== Exercise materials ==

use tracing_subscriber::{layer::SubscriberExt, util::SubscriberInitExt, EnvFilter};

use crate::config::LogFormat;
use crate::error::{AppError, AppResult};

/// Installs the global subscriber. `RUST_LOG` overrides the default `info` filter.
pub fn init_logging(format: LogFormat) -> AppResult<()> {
    let filter = EnvFilter::try_from_default_env()
        .unwrap_or_else(|_| EnvFilter::new("info,tower_http=info,sqlx=warn"));

    let registry = tracing_subscriber::registry().with(filter);
    let result = match format {
        LogFormat::Json => registry
            .with(tracing_subscriber::fmt::layer().json().with_target(true))
            .try_init(),
        LogFormat::Pretty => registry
            .with(tracing_subscriber::fmt::layer().with_target(true))
            .try_init(),
    };
    result.map_err(|e| AppError::Config(format!("failed to install tracing subscriber: {e}")))
}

===

- **What you should do**
Please state how many lines of the material above include the word "with"; the number is the whole answer.

- **Response to the task**
3